Liefern Kinder hier nicht nur Deadpan Jokes für das Ironiebedürfnis von Erwachsenen? Inwieweit gehören diese Sätze wirklich ihnen, würde ein weniger gescripteter Arbeitsprozess nicht zu ganz anderen Ergebnissen führen? Hingegen weckt das, was manche Erwachsene verstört und sogar aus dem Saal treibt, bei den Kindern eher freudiges Interesse: mit dem Küchenmesser in falsche Hälse schneiden, das Theater­blut aus Silikon-Aorten pulsieren lassen. So muss es beim Film zugehen.

Verstrickungen in deutsche Geschichte

„Making of Berlin“ von Yves Degryse und der flämischen Kompanie BERLIN, deren Name sogleich ihre Obsession für die Verstrickungen im unwegsamen Gelände deutscher Geschichte verrät, bewegt sich virtuos auf dem schmalen Pfad zwischen Dokument und Fiktion. Die Arbeit ist ein weiteres Referenzstück für Grenzgänge zwischen Theater und Wirklichkeit, zu denen die Festwochen ihr Publikum verführen und auf denen sie es künftig entlangführen wollen.

Der Abend besteht aus ca. 80 Prozent Roadmovie, 20 Prozent Theater und handelt von einer Fitzcarraldo-haften Obsession aus den letzten Tagen des Zweiten Weltkriegs. Kein Opernhaus am Amazonas, kein Schiff, nur um zehn Minuten Siegfrieds Trauermarsch aus Wagners „Götterdämmerung“.
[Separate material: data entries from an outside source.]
//! Mock metadata provider for testing.

use async_trait::async_trait;
use std::collections::HashMap;
use std::sync::Arc;
use tokio::sync::RwLock;

use crate::isbn::Isbn;
use crate::metadata::{BookMetadata, MetadataError, MetadataProvider};

/// Mock implementation of the MetadataProvider trait.
///
/// Provides controllable behavior for testing:
/// - Return configured books by ISBN
/// - Track lookups for assertions
/// - Simulate one-off or permanent failures
#[derive(Debug)]
pub struct MockMetadataProvider {
    name: String,
    /// Known books by ISBN.
    books: Arc<RwLock<HashMap<Isbn, BookMetadata>>>,
    /// Recorded lookups.
    lookups: Arc<RwLock<Vec<Isbn>>>,
    /// If set, the next lookup will fail with this error.
    next_error: Arc<RwLock<Option<MetadataError>>>,
    /// When true every lookup fails.
    failing: Arc<RwLock<bool>>,
}

impl Default for MockMetadataProvider {
    fn default() -> Self {
        Self::new("mock")
    }
}

impl MockMetadataProvider {
    pub fn new(name: impl Into<String>) -> Self {
        Self {
            name: name.into(),
            books: Arc::new(RwLock::new(HashMap::new())),
            lookups: Arc::new(RwLock::new(Vec::new())),
            next_error: Arc::new(RwLock::new(None)),
            failing: Arc::new(RwLock::new(false)),
        }
    }

    /// Add a book, replacing any previous entry for its ISBN.
    pub async fn add_book(&self, metadata: BookMetadata) {
        self.books
            .write()
            .await
            .insert(metadata.isbn.clone(), metadata);
    }

    /// Configure the next lookup to fail with the given error.
    pub async fn set_next_error(&self, error: MetadataError) {
        *self.next_error.write().await = Some(error);
    }

    /// Make every lookup fail (as an unreachable service would).
    pub async fn set_failing(&self, failing: bool) {
        *self.failing.write().await = failing;
    }

    pub async fn recorded_lookups(&self) -> Vec<Isbn> {
        self.lookups.read().await.clone()
    }

    pub async fn lookup_count(&self) -> usize {
        self.lookups.read().await.len()
    }
}

#[async_trait]
impl MetadataProvider for MockMetadataProvider {
    fn name(&self) -> &str {
        &self.name
    }

    async fn lookup(&self, isbn: &Isbn) -> Result<Option<BookMetadata>, MetadataError> {
        self.lookups.write().await.push(isbn.clone());

        if let Some(err) = self.next_error.write().await.take() {
            return Err(err);
        }
        if *self.failing.read().await {
            return Err(MetadataError::ApiError {
                status: 503,
                message: format!("{} unavailable", self.name),
            });
        }

        Ok(self.books.read().await.get(isbn).cloned())
    }
}
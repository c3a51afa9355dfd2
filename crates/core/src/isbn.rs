//! ISBN parsing, checksum validation, and discovery in free text.
//!
//! Every [`Isbn`] value is a checksum-valid EAN-13. ISBN-10 input is
//! converted to its `978` form, so two spellings of the same book compare
//! equal.

use std::fmt;
use std::str::FromStr;

use once_cell::sync::Lazy;
use regex_lite::Regex;
use serde::{Deserialize, Serialize};
use thiserror::Error;

/// Leading labels tolerated in front of an ISBN (`ISBN`, `ISBN-13:`, `urn:isbn:`).
static PREFIX: Lazy<Regex> =
    Lazy::new(|| Regex::new(r"(?i)^\s*(?:urn:)?(?:isbn(?:-?1[03])?\s*[:_]?)?\s*").unwrap());

/// ISBN-like tokens: 13 or 10 significant characters, optionally hyphenated.
static ISBN_LIKE: Lazy<Regex> = Lazy::new(|| {
    Regex::new(r"\b(?:\d[-‐]?){12}\d\b|\b(?:\d[-‐]?){9}[\dXx]\b").unwrap()
});

/// Errors produced when a string is not a well-formed ISBN.
#[derive(Debug, Clone, PartialEq, Eq, Error)]
pub enum IsbnError {
    #[error("ISBN must have 10 or 13 significant characters, got {0}")]
    InvalidLength(usize),

    #[error("Invalid character in ISBN: {0:?}")]
    InvalidCharacter(char),

    #[error("ISBN-13 must start with 978 or 979: {0}")]
    InvalidPrefix(String),

    #[error("Checksum mismatch for ISBN {0}")]
    ChecksumMismatch(String),
}

/// A validated, normalized 13-digit ISBN.
#[derive(Debug, Clone, PartialEq, Eq, Hash, PartialOrd, Ord, Serialize, Deserialize)]
#[serde(try_from = "String", into = "String")]
pub struct Isbn(String);

impl Isbn {
    /// Parses an ISBN-10 or ISBN-13, with or without hyphens and labels.
    pub fn parse(raw: &str) -> Result<Self, IsbnError> {
        let body = PREFIX.replace(raw, "");

        let mut significant = Vec::with_capacity(13);
        for c in body.trim().chars() {
            match c {
                '0'..='9' => significant.push(c),
                'X' | 'x' => significant.push('X'),
                '-' | '‐' | ' ' => continue,
                other => return Err(IsbnError::InvalidCharacter(other)),
            }
        }

        match significant.len() {
            10 => Self::from_isbn10(&significant),
            13 => Self::from_isbn13(&significant),
            n => Err(IsbnError::InvalidLength(n)),
        }
    }

    /// The 13 digits, no separators.
    pub fn as_str(&self) -> &str {
        &self.0
    }

    fn from_isbn10(chars: &[char]) -> Result<Self, IsbnError> {
        let raw: String = chars.iter().collect();
        if chars[..9].contains(&'X') {
            return Err(IsbnError::InvalidCharacter('X'));
        }

        let sum: u32 = chars
            .iter()
            .enumerate()
            .map(|(i, c)| {
                let value = if *c == 'X' { 10 } else { digit(*c) };
                (10 - i as u32) * value
            })
            .sum();
        if sum % 11 != 0 {
            return Err(IsbnError::ChecksumMismatch(raw));
        }

        let mut digits: Vec<u32> = vec![9, 7, 8];
        digits.extend(chars[..9].iter().map(|c| digit(*c)));
        digits.push(ean13_check_digit(&digits));

        Ok(Self(digits.iter().map(|d| d.to_string()).collect()))
    }

    fn from_isbn13(chars: &[char]) -> Result<Self, IsbnError> {
        let raw: String = chars.iter().collect();
        if chars.contains(&'X') {
            return Err(IsbnError::InvalidCharacter('X'));
        }
        if !raw.starts_with("978") && !raw.starts_with("979") {
            return Err(IsbnError::InvalidPrefix(raw));
        }

        let digits: Vec<u32> = chars.iter().map(|c| digit(*c)).collect();
        if ean13_check_digit(&digits[..12]) != digits[12] {
            return Err(IsbnError::ChecksumMismatch(raw));
        }

        Ok(Self(raw))
    }
}

fn digit(c: char) -> u32 {
    c.to_digit(10).unwrap_or(0)
}

/// Check digit for the first 12 digits of an EAN-13.
fn ean13_check_digit(first_twelve: &[u32]) -> u32 {
    let sum: u32 = first_twelve
        .iter()
        .enumerate()
        .map(|(i, d)| if i % 2 == 0 { *d } else { d * 3 })
        .sum();
    (10 - sum % 10) % 10
}

impl fmt::Display for Isbn {
    fn fmt(&self, f: &mut fmt::Formatter<'_>) -> fmt::Result {
        f.write_str(&self.0)
    }
}

impl FromStr for Isbn {
    type Err = IsbnError;

    fn from_str(s: &str) -> Result<Self, Self::Err> {
        Self::parse(s)
    }
}

impl TryFrom<String> for Isbn {
    type Error = IsbnError;

    fn try_from(value: String) -> Result<Self, Self::Error> {
        Self::parse(&value)
    }
}

impl From<Isbn> for String {
    fn from(isbn: Isbn) -> Self {
        isbn.0
    }
}

/// Returns the first ISBN-like token in `text`, in document order.
///
/// The token is not validated; callers decide what an invalid first token means.
pub fn find_isbn_like(text: &str) -> Option<&str> {
    ISBN_LIKE.find(text).map(|m| m.as_str())
}

/// Returns the ISBN-like token when `value` is nothing but a (labelled) ISBN.
///
/// Meant for metadata fields such as EPUB identifiers, where a partial
/// match inside a UUID must not count.
pub fn isbn_like_identifier(value: &str) -> Option<&str> {
    let body = value.trim();
    let label_len = PREFIX.find(body).map(|m| m.end()).unwrap_or(0);
    let body = body[label_len..].trim();
    find_isbn_like(body).filter(|token| *token == body)
}

#[cfg(test)]
mod tests {
    use super::*;

    #[test]
    fn test_parse_isbn13() {
        let isbn = Isbn::parse("9780596518189").unwrap();
        assert_eq!(isbn.as_str(), "9780596518189");
    }

    #[test]
    fn test_parse_hyphenated_and_labelled() {
        assert_eq!(
            Isbn::parse("ISBN-13: 978-0-596-51818-9").unwrap().as_str(),
            "9780596518189"
        );
        assert_eq!(
            Isbn::parse("urn:isbn:9780596518189").unwrap().as_str(),
            "9780596518189"
        );
    }

    #[test]
    fn test_isbn10_converted_to_ean13() {
        let isbn = Isbn::parse("0-596-51818-8").unwrap();
        assert_eq!(isbn.as_str(), "9780596518189");
        assert_eq!(isbn, Isbn::parse("9780596518189").unwrap());
    }

    #[test]
    fn test_isbn10_with_x_check_digit() {
        let isbn = Isbn::parse("097522980X").unwrap();
        assert_eq!(isbn.as_str(), "9780975229804");
    }

    #[test]
    fn test_bad_checksum_rejected() {
        assert!(matches!(
            Isbn::parse("9780596518188"),
            Err(IsbnError::ChecksumMismatch(_))
        ));
        assert!(matches!(
            Isbn::parse("0596518187"),
            Err(IsbnError::ChecksumMismatch(_))
        ));
    }

    #[test]
    fn test_wrong_length_and_prefix() {
        assert_eq!(Isbn::parse("12345"), Err(IsbnError::InvalidLength(5)));
        assert!(matches!(
            Isbn::parse("1234567890128"),
            Err(IsbnError::InvalidPrefix(_))
        ));
        assert!(matches!(
            Isbn::parse("97805965a8189"),
            Err(IsbnError::InvalidCharacter('a'))
        ));
    }

    #[test]
    fn test_serde_validates() {
        let isbn: Isbn = serde_json::from_str("\"978-0-596-51818-9\"").unwrap();
        assert_eq!(serde_json::to_string(&isbn).unwrap(), "\"9780596518189\"");
        assert!(serde_json::from_str::<Isbn>("\"9780596518188\"").is_err());
    }

    #[test]
    fn test_find_first_isbn_like() {
        let text = "Copyright 2009. ISBN: 978-0-596-51818-9\nSecond: 0-596-51818-8";
        assert_eq!(find_isbn_like(text), Some("978-0-596-51818-9"));
    }

    #[test]
    fn test_find_ignores_longer_digit_runs() {
        assert_eq!(find_isbn_like("order 97805965181891234 shipped"), None);
        assert_eq!(find_isbn_like("no identifiers here"), None);
    }

    #[test]
    fn test_find_returns_invalid_first_token_unvalidated() {
        let text = "ref 1234567890 then 9780596518189";
        assert_eq!(find_isbn_like(text), Some("1234567890"));
    }

    #[test]
    fn test_identifier_must_be_whole_isbn() {
        assert_eq!(
            isbn_like_identifier("urn:isbn:978-0-596-51818-9"),
            Some("978-0-596-51818-9")
        );
        assert_eq!(isbn_like_identifier(" 9780596518189 "), Some("9780596518189"));
        assert_eq!(
            isbn_like_identifier("urn:uuid:12345678-1234-5678-1234-567812345678"),
            None
        );
    }
}
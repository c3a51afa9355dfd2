//! Error types for the extractor module.

use std::path::PathBuf;
use thiserror::Error;

/// Errors raised while sniffing a book's format or reading its contents.
#[derive(Debug, Error)]
pub enum ExtractorError {
    /// No handler exists for the detected content.
    #[error("Unsupported format {format}: {path}")]
    UnsupportedFormat { path: PathBuf, format: String },

    /// The file is larger than the configured extraction guard.
    #[error("File too large to extract ({size_bytes} bytes > {limit_bytes}): {path}")]
    TooLarge {
        path: PathBuf,
        size_bytes: u64,
        limit_bytes: u64,
    },

    /// The document structure could not be parsed.
    #[error("Malformed {format} document {path}: {reason}")]
    Malformed {
        path: PathBuf,
        format: &'static str,
        reason: String,
    },

    /// I/O error.
    #[error("I/O error reading {path}: {source}")]
    Io {
        path: PathBuf,
        #[source]
        source: std::io::Error,
    },
}

impl ExtractorError {
    pub fn io(path: impl Into<PathBuf>, source: std::io::Error) -> Self {
        Self::Io {
            path: path.into(),
            source,
        }
    }

    pub fn malformed(path: impl Into<PathBuf>, format: &'static str, reason: impl ToString) -> Self {
        Self::Malformed {
            path: path.into(),
            format,
            reason: reason.to_string(),
        }
    }
}
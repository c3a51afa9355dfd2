//! Error taxonomy of an organize run.

use std::path::PathBuf;
use thiserror::Error;

use crate::classifier::ClassifyError;
use crate::discovery::DiscoveryError;
use crate::extractor::ExtractorError;
use crate::metadata::MetadataError;
use crate::placer::PlacerError;

/// Errors raised while organizing.
///
/// Only [`OrganizeError::InvalidRoot`], [`OrganizeError::Providers`] and
/// [`OrganizeError::Setup`] end a run; every other variant is recorded
/// against a single file and the run moves on.
#[derive(Debug, Error)]
pub enum OrganizeError {
    #[error("Invalid root {path}: {reason}")]
    InvalidRoot { path: PathBuf, reason: String },

    #[error("Failed to build metadata providers: {0}")]
    Providers(#[from] MetadataError),

    #[error("Organizer setup failed: {0}")]
    Setup(String),

    #[error(transparent)]
    Discovery(#[from] DiscoveryError),

    #[error("Unsupported format for {path}: {format}")]
    UnsupportedFormat { path: PathBuf, format: String },

    #[error(transparent)]
    Extraction(ExtractorError),

    #[error("{path} is outside the library and archive roots")]
    OutsideRoot { path: PathBuf },

    #[error("Suffix space exhausted for {path} (tried _1 to _{max_suffix})")]
    SuffixSpaceExhausted { path: PathBuf, max_suffix: u32 },

    #[error("Copy of {from} at {to} failed verification; source kept")]
    PlacementVerificationFailed { from: PathBuf, to: PathBuf },

    #[error("I/O error on {path}: {source}")]
    Io {
        path: PathBuf,
        #[source]
        source: std::io::Error,
    },

    #[error(transparent)]
    Placement(PlacerError),
}

impl OrganizeError {
    /// Short label used in reports and the failure metric.
    pub fn kind(&self) -> &'static str {
        match self {
            Self::InvalidRoot { .. } => "invalid_root",
            Self::Providers(_) => "providers",
            Self::Setup(_) => "setup",
            Self::Discovery(_) => "discovery",
            Self::UnsupportedFormat { .. } => "unsupported_format",
            Self::Extraction(_) => "extraction",
            Self::OutsideRoot { .. } => "outside_root",
            Self::SuffixSpaceExhausted { .. } => "suffix_space_exhausted",
            Self::PlacementVerificationFailed { .. } => "verification_failed",
            Self::Io { .. } => "io",
            Self::Placement(_) => "placement",
        }
    }

    /// Whether the error ends the whole run rather than one file.
    pub fn is_fatal(&self) -> bool {
        matches!(
            self,
            Self::InvalidRoot { .. } | Self::Providers(_) | Self::Setup(_)
        )
    }
}

impl From<ClassifyError> for OrganizeError {
    fn from(err: ClassifyError) -> Self {
        match err {
            ClassifyError::UnsupportedFormat { path, format } => {
                Self::UnsupportedFormat { path, format }
            }
            ClassifyError::Extraction(err) => match err {
                ExtractorError::Io { path, source } => Self::Io { path, source },
                ExtractorError::TooLarge { ref path, .. } => Self::Io {
                    path: path.clone(),
                    source: std::io::Error::new(std::io::ErrorKind::FileTooLarge, err.to_string()),
                },
                other => Self::Extraction(other),
            },
        }
    }
}

impl From<PlacerError> for OrganizeError {
    fn from(err: PlacerError) -> Self {
        match err {
            PlacerError::VerificationFailed { from, to } => {
                Self::PlacementVerificationFailed { from, to }
            }
            other => Self::Placement(other),
        }
    }
}

#[cfg(test)]
mod tests {
    use super::*;

    #[test]
    fn test_classify_errors_map_to_taxonomy() {
        let unsupported: OrganizeError = ClassifyError::UnsupportedFormat {
            path: "/l/a.pdf".into(),
            format: "zip".into(),
        }
        .into();
        assert_eq!(unsupported.kind(), "unsupported_format");

        let too_large: OrganizeError = ClassifyError::Extraction(ExtractorError::TooLarge {
            path: "/l/huge.pdf".into(),
            size_bytes: 10,
            limit_bytes: 5,
        })
        .into();
        assert!(matches!(too_large, OrganizeError::Io { ref path, .. } if path.ends_with("huge.pdf")));

        let malformed: OrganizeError =
            ClassifyError::Extraction(ExtractorError::malformed("/l/b.epub", "epub", "bad zip")).into();
        assert_eq!(malformed.kind(), "extraction");
        assert!(!malformed.is_fatal());
    }

    #[test]
    fn test_verification_failure_mapped() {
        let err: OrganizeError = PlacerError::VerificationFailed {
            from: "/a".into(),
            to: "/b".into(),
        }
        .into();
        assert_eq!(err.kind(), "verification_failed");

        let other: OrganizeError = PlacerError::DestinationExists { path: "/b".into() }.into();
        assert_eq!(other.kind(), "placement");
    }

    #[test]
    fn test_fatal_errors() {
        let err = OrganizeError::InvalidRoot {
            path: "books".into(),
            reason: "not absolute".into(),
        };
        assert!(err.is_fatal());
        assert_eq!(err.to_string(), "Invalid root books: not absolute");
    }
}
Ein ehemaliger Orchesterwart der Berliner Philharmoniker träumt vom Reenactment eines Plans, den es kurze Zeit vor der Kapitulation des Nazireichs wohl gab, der aber nie verwirklicht wurde: das Stück ein letztes Mal auf mehrere Bunker verteilt aufzuführen. Es soll in Belgien seinen Wunsch erfüllt sehen. Dazwischen aber ist nichts, wie es scheint. Identitäten verblassen, hinter der Lüge verbirgt sich möglicherweise eine höhere Form von Wahrheit, in jedem Fall aber unauflösbar schuldhafte Verstrickung.

In einer Art Mockumentary zeigt Degryse, wie sein Team und er sich bei diesem Projekt in den Widersprüchen deutscher Geschichte verirren und verfahren, schließlich doch noch einen politisch wie künstlerisch adäquaten Ausgang finden. Die Vergangenheit vergeht noch lange nicht.